日本人に馴染みの深いフナ。実は沢山の種類が日本にも生息しているって知っていましたか?
今回はそんなフナの生態と寿命についてのお話です。
フナの特徴と生態
フナはコイ目コイ科コイ亜科に分類される魚の総称です。
日本を含むユーラシア大陸に広く分布し、河川や湖沼、ため池などの用水路、水の流れの緩い淡水域などにも生息しています。
他のコイ目の魚と同じく背ビレは一つだけで、ヒレについている棘は柔らかです。
背中側の体色は光沢のある黒色か褐色で、腹側は白色。
コイとの違いは口元にヒゲがないことと、頭が大きいこと。
体長は10~30㎝程度。
食性は雑食で、水草や貝類、昆虫類、甲殻類などを食べます。
産卵期は4~6月にかけての大雨の後で、浅瀬の水辺に集まって水草などの陰に1.5㎜程度の卵を産み付けます。
生まれた稚魚は外敵が少なく、エサの豊富な浅瀬で成長し、深い川や池に戻っていきます。

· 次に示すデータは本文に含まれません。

//! Trade lifecycle simulation.
//!
//! A [`TradeSimulator`] takes an entry and the bars that follow it and runs a
//! [`Position`] through them until it closes or the bars run out. Every
//! distance in [`RiskParams`] is in price units; the runner converts pips.

pub mod position;
pub mod ratchet;

pub use position::{Position, StepEvent};
pub use ratchet::TrailingStop;

use chrono::{DateTime, Utc};
use serde::{Deserialize, Serialize};
use thiserror::Error;

use crate::domain::{Bar, Side, TradeOutcome, TradeRecord};

/// Errors raised while validating [`RiskParams`].
#[derive(Debug, Clone, PartialEq, Error)]
pub enum RiskError {
    #[error("{field} must be finite and > 0, got {value}")]
    NotPositive { field: &'static str, value: f64 },

    #[error("partial_ratio must lie strictly between 0 and 1, got {0}")]
    PartialRatio(f64),
}

/// Risk parameters, all in price units except `pip_value` (currency per pip
/// per unit size) and `partial_ratio` (fraction of the remaining size).
#[derive(Debug, Clone, Copy, PartialEq, Serialize, Deserialize)]
pub struct RiskParams {
    pub pip_size: f64,
    pub pip_value: f64,
    pub stop_loss: f64,
    pub take_profit: f64,
    pub break_even_trigger: f64,
    pub break_even_buffer: f64,
    pub partial_trigger: f64,
    pub partial_ratio: f64,
    pub trail_trigger: f64,
    pub trail_distance: f64,
}

impl RiskParams {
    pub fn validate(&self) -> Result<(), RiskError> {
        let distances = [
            ("pip_size", self.pip_size),
            ("pip_value", self.pip_value),
            ("stop_loss", self.stop_loss),
            ("take_profit", self.take_profit),
            ("break_even_trigger", self.break_even_trigger),
            ("break_even_buffer", self.break_even_buffer),
            ("partial_trigger", self.partial_trigger),
            ("trail_trigger", self.trail_trigger),
            ("trail_distance", self.trail_distance),
        ];
        for (field, value) in distances {
            if !value.is_finite() || value <= 0.0 {
                return Err(RiskError::NotPositive { field, value });
            }
        }
        if !(self.partial_ratio > 0.0 && self.partial_ratio < 1.0) {
            return Err(RiskError::PartialRatio(self.partial_ratio));
        }
        Ok(())
    }
}

/// Where and when a simulated trade starts.
#[derive(Debug, Clone, Copy, PartialEq, Serialize, Deserialize)]
pub struct Entry {
    pub side: Side,
    pub time: DateTime<Utc>,
    pub price: f64,
}

#[derive(Debug, Clone)]
pub struct TradeSimulator {
    params: RiskParams,
}

impl TradeSimulator {
    pub fn new(params: RiskParams) -> Result<Self, RiskError> {
        params.validate()?;
        Ok(Self { params })
    }

    pub fn params(&self) -> &RiskParams {
        &self.params
    }

    /// Run one trade over `bars`, which must all come after the entry.
    ///
    /// Running out of bars yields [`TradeOutcome::Unresolved`]; partial fills
    /// realized before that stay on the record.
    pub fn simulate(&self, entry: Entry, bars: &[Bar]) -> TradeRecord {
        let mut position = Position::open(entry, self.params);
        let mut exits = Vec::new();
        let mut bars_held: usize = 0;
        let mut closed = None;

        for bar in bars {
            bars_held += 1;
            if let StepEvent::Closed(outcome) = position.step(bar, &mut exits) {
                closed = Some(outcome);
                break;
            }
        }

        let outcome = closed.unwrap_or(TradeOutcome::Unresolved);
        let (exit_time, exit_price) = match (closed, exits.last()) {
            (Some(_), Some(last)) => (Some(last.time), Some(last.price)),
            _ => (None, None),
        };
        let pnl_pips: f64 = exits.iter().map(|f| f.pnl_pips).sum();
        let pnl_currency: f64 = exits.iter().map(|f| f.pnl_currency).sum();

        tracing::debug!(
            side = ?entry.side,
            entry = entry.price,
            ?outcome,
            pnl_pips,
            bars_held,
            "trade finished"
        );

        TradeRecord {
            side: entry.side,
            entry_time: entry.time,
            entry_price: entry.price,
            exit_time,
            exit_price,
            outcome,
            pnl_pips,
            pnl_currency,
            bars_held,
            exits,
            flags: position.flags,
            remaining_size: position.remaining_size,
            trigger: None,
        }
    }
}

田んぼや水路、小川や池など自由に移動できるのもフナの特徴です。
フナと人間の関わり
フナは釣りなどでも人気があります。
奥が深く、季節や時間帯、気温や地形などの条件によって、釣れるポイントが変化し、それがフナ釣りの面白さのポイントにもなっているようです。
また、文部省唱歌の「ふるさと」の歌の歌詞にも一節が出てくるほど、日本人にとって馴染みの深い魚でもあります。

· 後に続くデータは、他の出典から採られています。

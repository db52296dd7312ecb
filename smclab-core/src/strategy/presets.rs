//! Named scorer configurations.
//!
//! | preset  | 15m / 30m                      | 1h / 4h        |
//! |---------|--------------------------------|----------------|
//! | `smc`   | -                              | all four checks |
//! | `ict`   | order block, gap, session range | session range |
//! | `swing` | liquidity sweep, session range | session range  |

use serde::{Deserialize, Serialize};

use crate::session::{Session, SessionTable};

use super::checks::Check;
use super::scorer::{ConfluenceScorer, ScorerConfig, TimeframeChecks};

#[derive(Debug, Clone, Copy, PartialEq, Eq, Hash, Serialize, Deserialize)]
#[serde(rename_all = "snake_case")]
pub enum Preset {
    Smc,
    Ict,
    Swing,
}

impl Preset {
    pub const ALL: [Preset; 3] = [Preset::Smc, Preset::Ict, Preset::Swing];

    pub fn name(self) -> &'static str {
        match self {
            Self::Smc => "smc",
            Self::Ict => "ict",
            Self::Swing => "swing",
        }
    }

    pub fn config(self) -> ScorerConfig {
        use Check::*;
        let timeframes = match self {
            Self::Smc => vec![
                on("1h", &[OrderBlockRetest, GapRetest, LiquiditySweep, SessionRangeSweep]),
                on("4h", &[OrderBlockRetest, GapRetest, LiquiditySweep, SessionRangeSweep]),
            ],
            Self::Ict => vec![
                on("15m", &[OrderBlockRetest, GapRetest, SessionRangeSweep]),
                on("30m", &[OrderBlockRetest, GapRetest, SessionRangeSweep]),
                on("1h", &[SessionRangeSweep]),
                on("4h", &[SessionRangeSweep]),
            ],
            Self::Swing => vec![
                on("15m", &[LiquiditySweep, SessionRangeSweep]),
                on("30m", &[LiquiditySweep, SessionRangeSweep]),
                on("1h", &[SessionRangeSweep]),
                on("4h", &[SessionRangeSweep]),
            ],
        };
        ScorerConfig {
            name: self.name().to_string(),
            range_session: Session::Asia,
            timeframes,
        }
    }

    pub fn scorer(self, sessions: SessionTable) -> ConfluenceScorer {
        ConfluenceScorer::new(self.config(), sessions)
    }
}

fn on(timeframe: &str, checks: &[Check]) -> TimeframeChecks {
    TimeframeChecks {
        timeframe: timeframe.to_string(),
        checks: checks.to_vec(),
    }
}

古くは日本の古典文学である万葉集や古今和歌集にもフナが登場していたのだとか。
食用としてもフナはアジアを中心に食べられています。
日本でも滋賀県の鮒ずしや愛知、岐阜、三重県、岡山、佐賀など各地に伝統的な食べ方があり、かつては重要なたんぱく源として食べられていたことを伺わせます。
淡水魚独特の泥臭さが敬遠されたり、水質が悪化しその生息数が減少したりして食べる機会は減ってきていると言われています。
フナにはチアミナーゼと言われる成分が多く含まれていることが最近の研究でわかってきました。
このチアミナーゼはビタミンB1という人間にとって必要な栄養素を壊してしまうので、食べすぎは禁物!!だそうですよ。
フナの種類
フナには多くの種類がありますが、明確な分類は難しいとされています。
色や形、姿だけでは種を判別することはできなく、初心者はその種類を見分けるのは不可能とも言われているほどです。
ギンブナは全長30㎝ほど。日本から朝鮮半島、中国にかけて分布しています。
ほぼ全部がメスという恐ろしい生態で、クローンを増殖します。
キンブナは日本の関東地方、東北地方に分布しています。全長は15㎝ほど。日本のフナの中では最も小型の種類で準絶滅危惧種にも指定されています。
オオキンブナは全長40㎝ほどで、名前の通りキンブナに似ています。大型で、最近では放流された個体が関東方面でも見られるようになっています。
ゲンゴロウブナは琵琶湖の固有種です。全長は40㎝ほどで、絶滅危惧種に指定されています。
フナの寿命
フナの平均寿命は意外に長く、20~30年と言われています。
最高寿命は50年以上で、魚類の中で50年以上の長寿と言えば、シーラカンスやジンベエザメ位です。
20~30年生きる魚類はウナギやタイなどがいますが、いずれにしても魚類の中では長寿の部類に入ります。
フナの生態と寿命に関するまとめ
フナはコイ目コイ科コイ亜科に分類される魚の総称。
フナには多くの種類がありますが、明確な分類は難しいと言われている。
日本文化の中にも登場する馴染みの深い魚。
フナの中には絶滅危惧種に指定されているものもいる。
食用としても食べられていたが、現在は生息数の減少などの理由から流通も減少している。
寿命は20~30年と言われ、長寿のものでは50年以上生きた記録もある。